▶ [Material shown]

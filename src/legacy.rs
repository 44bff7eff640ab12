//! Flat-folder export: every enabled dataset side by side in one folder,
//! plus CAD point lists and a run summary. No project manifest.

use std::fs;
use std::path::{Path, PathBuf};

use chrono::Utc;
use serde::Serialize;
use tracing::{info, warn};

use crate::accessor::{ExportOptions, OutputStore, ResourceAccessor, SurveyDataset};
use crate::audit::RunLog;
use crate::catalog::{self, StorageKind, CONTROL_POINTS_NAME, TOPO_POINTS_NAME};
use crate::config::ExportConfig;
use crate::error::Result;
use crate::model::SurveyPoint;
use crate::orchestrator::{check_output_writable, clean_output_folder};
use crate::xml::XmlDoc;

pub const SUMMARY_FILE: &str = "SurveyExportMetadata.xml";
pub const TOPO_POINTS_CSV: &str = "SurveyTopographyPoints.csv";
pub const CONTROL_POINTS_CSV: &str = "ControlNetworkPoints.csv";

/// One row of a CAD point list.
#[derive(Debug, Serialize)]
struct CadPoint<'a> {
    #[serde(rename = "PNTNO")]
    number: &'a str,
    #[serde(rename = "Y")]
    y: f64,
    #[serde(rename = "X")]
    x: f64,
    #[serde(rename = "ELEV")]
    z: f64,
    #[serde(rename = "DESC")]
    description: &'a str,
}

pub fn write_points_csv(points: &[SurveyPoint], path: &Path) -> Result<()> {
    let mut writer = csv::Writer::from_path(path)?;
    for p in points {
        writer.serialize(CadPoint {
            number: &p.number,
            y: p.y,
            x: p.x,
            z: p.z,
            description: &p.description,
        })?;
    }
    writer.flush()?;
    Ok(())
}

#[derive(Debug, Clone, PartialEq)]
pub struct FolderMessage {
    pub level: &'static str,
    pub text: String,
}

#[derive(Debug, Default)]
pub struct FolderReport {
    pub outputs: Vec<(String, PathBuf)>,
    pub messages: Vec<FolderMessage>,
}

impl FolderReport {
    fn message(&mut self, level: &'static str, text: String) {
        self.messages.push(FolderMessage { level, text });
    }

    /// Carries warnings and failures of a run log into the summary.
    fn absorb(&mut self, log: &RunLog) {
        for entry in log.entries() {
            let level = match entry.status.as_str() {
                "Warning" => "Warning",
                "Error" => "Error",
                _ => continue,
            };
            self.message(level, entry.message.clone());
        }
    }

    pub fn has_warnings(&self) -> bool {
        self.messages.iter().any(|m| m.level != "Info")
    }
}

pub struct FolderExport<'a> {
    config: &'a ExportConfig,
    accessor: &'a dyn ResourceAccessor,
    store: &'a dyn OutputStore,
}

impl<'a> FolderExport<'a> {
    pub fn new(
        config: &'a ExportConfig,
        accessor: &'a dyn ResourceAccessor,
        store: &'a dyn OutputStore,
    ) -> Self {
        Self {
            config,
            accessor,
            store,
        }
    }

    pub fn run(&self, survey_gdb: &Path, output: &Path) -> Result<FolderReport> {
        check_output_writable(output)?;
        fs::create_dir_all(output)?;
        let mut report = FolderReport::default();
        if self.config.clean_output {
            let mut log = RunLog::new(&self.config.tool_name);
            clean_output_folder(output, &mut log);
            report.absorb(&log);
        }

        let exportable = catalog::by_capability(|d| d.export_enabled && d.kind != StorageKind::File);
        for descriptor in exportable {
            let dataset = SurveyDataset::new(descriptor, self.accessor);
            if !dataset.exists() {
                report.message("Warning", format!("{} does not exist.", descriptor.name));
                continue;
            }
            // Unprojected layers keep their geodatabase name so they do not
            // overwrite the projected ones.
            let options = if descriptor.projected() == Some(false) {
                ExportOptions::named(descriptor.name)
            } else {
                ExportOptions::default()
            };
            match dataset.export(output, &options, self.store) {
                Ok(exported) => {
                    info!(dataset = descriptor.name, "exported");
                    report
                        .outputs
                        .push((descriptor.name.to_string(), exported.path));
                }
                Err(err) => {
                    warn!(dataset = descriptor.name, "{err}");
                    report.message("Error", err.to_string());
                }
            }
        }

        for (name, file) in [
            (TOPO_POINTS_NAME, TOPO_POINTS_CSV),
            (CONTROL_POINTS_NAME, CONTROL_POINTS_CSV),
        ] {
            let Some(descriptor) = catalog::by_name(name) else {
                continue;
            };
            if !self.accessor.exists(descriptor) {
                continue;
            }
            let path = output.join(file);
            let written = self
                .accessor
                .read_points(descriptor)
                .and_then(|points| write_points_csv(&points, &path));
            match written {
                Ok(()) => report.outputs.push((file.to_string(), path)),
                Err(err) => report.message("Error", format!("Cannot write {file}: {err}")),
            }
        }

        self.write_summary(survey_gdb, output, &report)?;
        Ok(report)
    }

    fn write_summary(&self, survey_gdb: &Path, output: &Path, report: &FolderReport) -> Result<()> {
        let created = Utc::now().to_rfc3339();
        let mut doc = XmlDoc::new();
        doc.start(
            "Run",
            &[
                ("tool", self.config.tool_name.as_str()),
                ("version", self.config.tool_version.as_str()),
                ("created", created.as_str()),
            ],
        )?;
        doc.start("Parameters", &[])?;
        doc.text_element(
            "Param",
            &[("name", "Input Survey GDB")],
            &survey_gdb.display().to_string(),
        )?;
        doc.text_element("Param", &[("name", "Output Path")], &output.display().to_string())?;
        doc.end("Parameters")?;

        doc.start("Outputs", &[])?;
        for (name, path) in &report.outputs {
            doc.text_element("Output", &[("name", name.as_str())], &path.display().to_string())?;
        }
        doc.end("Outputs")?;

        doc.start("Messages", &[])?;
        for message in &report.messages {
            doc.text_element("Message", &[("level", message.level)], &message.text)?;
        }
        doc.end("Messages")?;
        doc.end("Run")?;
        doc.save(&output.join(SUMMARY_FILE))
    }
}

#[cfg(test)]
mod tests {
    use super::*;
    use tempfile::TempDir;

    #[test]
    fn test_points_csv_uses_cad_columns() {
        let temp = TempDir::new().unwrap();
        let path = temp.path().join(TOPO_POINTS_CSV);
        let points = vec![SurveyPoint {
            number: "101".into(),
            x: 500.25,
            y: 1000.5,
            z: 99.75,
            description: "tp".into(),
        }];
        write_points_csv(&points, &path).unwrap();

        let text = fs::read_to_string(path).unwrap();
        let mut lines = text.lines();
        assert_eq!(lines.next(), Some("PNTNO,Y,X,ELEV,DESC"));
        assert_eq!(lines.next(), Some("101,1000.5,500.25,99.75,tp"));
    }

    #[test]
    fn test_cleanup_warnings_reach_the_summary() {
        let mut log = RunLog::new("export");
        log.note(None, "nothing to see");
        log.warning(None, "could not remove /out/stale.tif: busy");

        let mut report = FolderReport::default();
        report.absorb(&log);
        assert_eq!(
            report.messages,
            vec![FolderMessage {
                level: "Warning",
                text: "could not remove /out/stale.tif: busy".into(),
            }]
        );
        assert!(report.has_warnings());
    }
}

▶ [Exercise description]
Please repeat the complete material exactly, with nothing omitted.

▶ [Completed task]
filename src/legacy.rs
repository 44bff7eff640ab12
//! Flat-folder export: every enabled dataset side by side in one folder,
//! plus CAD point lists and a run summary. No project manifest.

use std::fs;
use std::path::{Path, PathBuf};

use chrono::Utc;
use serde::Serialize;
use tracing::{info, warn};

use crate::accessor::{ExportOptions, OutputStore, ResourceAccessor, SurveyDataset};
use crate::audit::RunLog;
use crate::catalog::{self, StorageKind, CONTROL_POINTS_NAME, TOPO_POINTS_NAME};
use crate::config::ExportConfig;
use crate::error::Result;
use crate::model::SurveyPoint;
use crate::orchestrator::{check_output_writable, clean_output_folder};
use crate::xml::XmlDoc;

pub const SUMMARY_FILE: &str = "SurveyExportMetadata.xml";
pub const TOPO_POINTS_CSV: &str = "SurveyTopographyPoints.csv";
pub const CONTROL_POINTS_CSV: &str = "ControlNetworkPoints.csv";

/// One row of a CAD point list.
#[derive(Debug, Serialize)]
struct CadPoint<'a> {
    #[serde(rename = "PNTNO")]
    number: &'a str,
    #[serde(rename = "Y")]
    y: f64,
    #[serde(rename = "X")]
    x: f64,
    #[serde(rename = "ELEV")]
    z: f64,
    #[serde(rename = "DESC")]
    description: &'a str,
}

pub fn write_points_csv(points: &[SurveyPoint], path: &Path) -> Result<()> {
    let mut writer = csv::Writer::from_path(path)?;
    for p in points {
        writer.serialize(CadPoint {
            number: &p.number,
            y: p.y,
            x: p.x,
            z: p.z,
            description: &p.description,
        })?;
    }
    writer.flush()?;
    Ok(())
}

#[derive(Debug, Clone, PartialEq)]
pub struct FolderMessage {
    pub level: &'static str,
    pub text: String,
}

#[derive(Debug, Default)]
pub struct FolderReport {
    pub outputs: Vec<(String, PathBuf)>,
    pub messages: Vec<FolderMessage>,
}

impl FolderReport {
    fn message(&mut self, level: &'static str, text: String) {
        self.messages.push(FolderMessage { level, text });
    }

    /// Carries warnings and failures of a run log into the summary.
    fn absorb(&mut self, log: &RunLog) {
        for entry in log.entries() {
            let level = match entry.status.as_str() {
                "Warning" => "Warning",
                "Error" => "Error",
                _ => continue,
            };
            self.message(level, entry.message.clone());
        }
    }

    pub fn has_warnings(&self) -> bool {
        self.messages.iter().any(|m| m.level != "Info")
    }
}

pub struct FolderExport<'a> {
    config: &'a ExportConfig,
    accessor: &'a dyn ResourceAccessor,
    store: &'a dyn OutputStore,
}

impl<'a> FolderExport<'a> {
    pub fn new(
        config: &'a ExportConfig,
        accessor: &'a dyn ResourceAccessor,
        store: &'a dyn OutputStore,
    ) -> Self {
        Self {
            config,
            accessor,
            store,
        }
    }

    pub fn run(&self, survey_gdb: &Path, output: &Path) -> Result<FolderReport> {
        check_output_writable(output)?;
        fs::create_dir_all(output)?;
        let mut report = FolderReport::default();
        if self.config.clean_output {
            let mut log = RunLog::new(&self.config.tool_name);
            clean_output_folder(output, &mut log);
            report.absorb(&log);
        }

        let exportable = catalog::by_capability(|d| d.export_enabled && d.kind != StorageKind::File);
        for descriptor in exportable {
            let dataset = SurveyDataset::new(descriptor, self.accessor);
            if !dataset.exists() {
                report.message("Warning", format!("{} does not exist.", descriptor.name));
                continue;
            }
            // Unprojected layers keep their geodatabase name so they do not
            // overwrite the projected ones.
            let options = if descriptor.projected() == Some(false) {
                ExportOptions::named(descriptor.name)
            } else {
                ExportOptions::default()
            };
            match dataset.export(output, &options, self.store) {
                Ok(exported) => {
                    info!(dataset = descriptor.name, "exported");
                    report
                        .outputs
                        .push((descriptor.name.to_string(), exported.path));
                }
                Err(err) => {
                    warn!(dataset = descriptor.name, "{err}");
                    report.message("Error", err.to_string());
                }
            }
        }

        for (name, file) in [
            (TOPO_POINTS_NAME, TOPO_POINTS_CSV),
            (CONTROL_POINTS_NAME, CONTROL_POINTS_CSV),
        ] {
            let Some(descriptor) = catalog::by_name(name) else {
                continue;
            };
            if !self.accessor.exists(descriptor) {
                continue;
            }
            let path = output.join(file);
            let written = self
                .accessor
                .read_points(descriptor)
                .and_then(|points| write_points_csv(&points, &path));
            match written {
                Ok(()) => report.outputs.push((file.to_string(), path)),
                Err(err) => report.message("Error", format!("Cannot write {file}: {err}")),
            }
        }

        self.write_summary(survey_gdb, output, &report)?;
        Ok(report)
    }

    fn write_summary(&self, survey_gdb: &Path, output: &Path, report: &FolderReport) -> Result<()> {
        let created = Utc::now().to_rfc3339();
        let mut doc = XmlDoc::new();
        doc.start(
            "Run",
            &[
                ("tool", self.config.tool_name.as_str()),
                ("version", self.config.tool_version.as_str()),
                ("created", created.as_str()),
            ],
        )?;
        doc.start("Parameters", &[])?;
        doc.text_element(
            "Param",
            &[("name", "Input Survey GDB")],
            &survey_gdb.display().to_string(),
        )?;
        doc.text_element("Param", &[("name", "Output Path")], &output.display().to_string())?;
        doc.end("Parameters")?;

        doc.start("Outputs", &[])?;
        for (name, path) in &report.outputs {
            doc.text_element("Output", &[("name", name.as_str())], &path.display().to_string())?;
        }
        doc.end("Outputs")?;

        doc.start("Messages", &[])?;
        for message in &report.messages {
            doc.text_element("Message", &[("level", message.level)], &message.text)?;
        }
        doc.end("Messages")?;
        doc.end("Run")?;
        doc.save(&output.join(SUMMARY_FILE))
    }
}

#[cfg(test)]
mod tests {
    use super::*;
    use tempfile::TempDir;

    #[test]
    fn test_points_csv_uses_cad_columns() {
        let temp = TempDir::new().unwrap();
        let path = temp.path().join(TOPO_POINTS_CSV);
        let points = vec![SurveyPoint {
            number: "101".into(),
            x: 500.25,
            y: 1000.5,
            z: 99.75,
            description: "tp".into(),
        }];
        write_points_csv(&points, &path).unwrap();

        let text = fs::read_to_string(path).unwrap();
        let mut lines = text.lines();
        assert_eq!(lines.next(), Some("PNTNO,Y,X,ELEV,DESC"));
        assert_eq!(lines.next(), Some("101,1000.5,500.25,99.75,tp"));
    }

    #[test]
    fn test_cleanup_warnings_reach_the_summary() {
        let mut log = RunLog::new("export");
        log.note(None, "nothing to see");
        log.warning(None, "could not remove /out/stale.tif: busy");

        let mut report = FolderReport::default();
        report.absorb(&log);
        assert_eq!(
            report.messages,
            vec![FolderMessage {
                level: "Warning",
                text: "could not remove /out/stale.tif: busy".into(),
            }]
        );
        assert!(report.has_warnings());
    }
}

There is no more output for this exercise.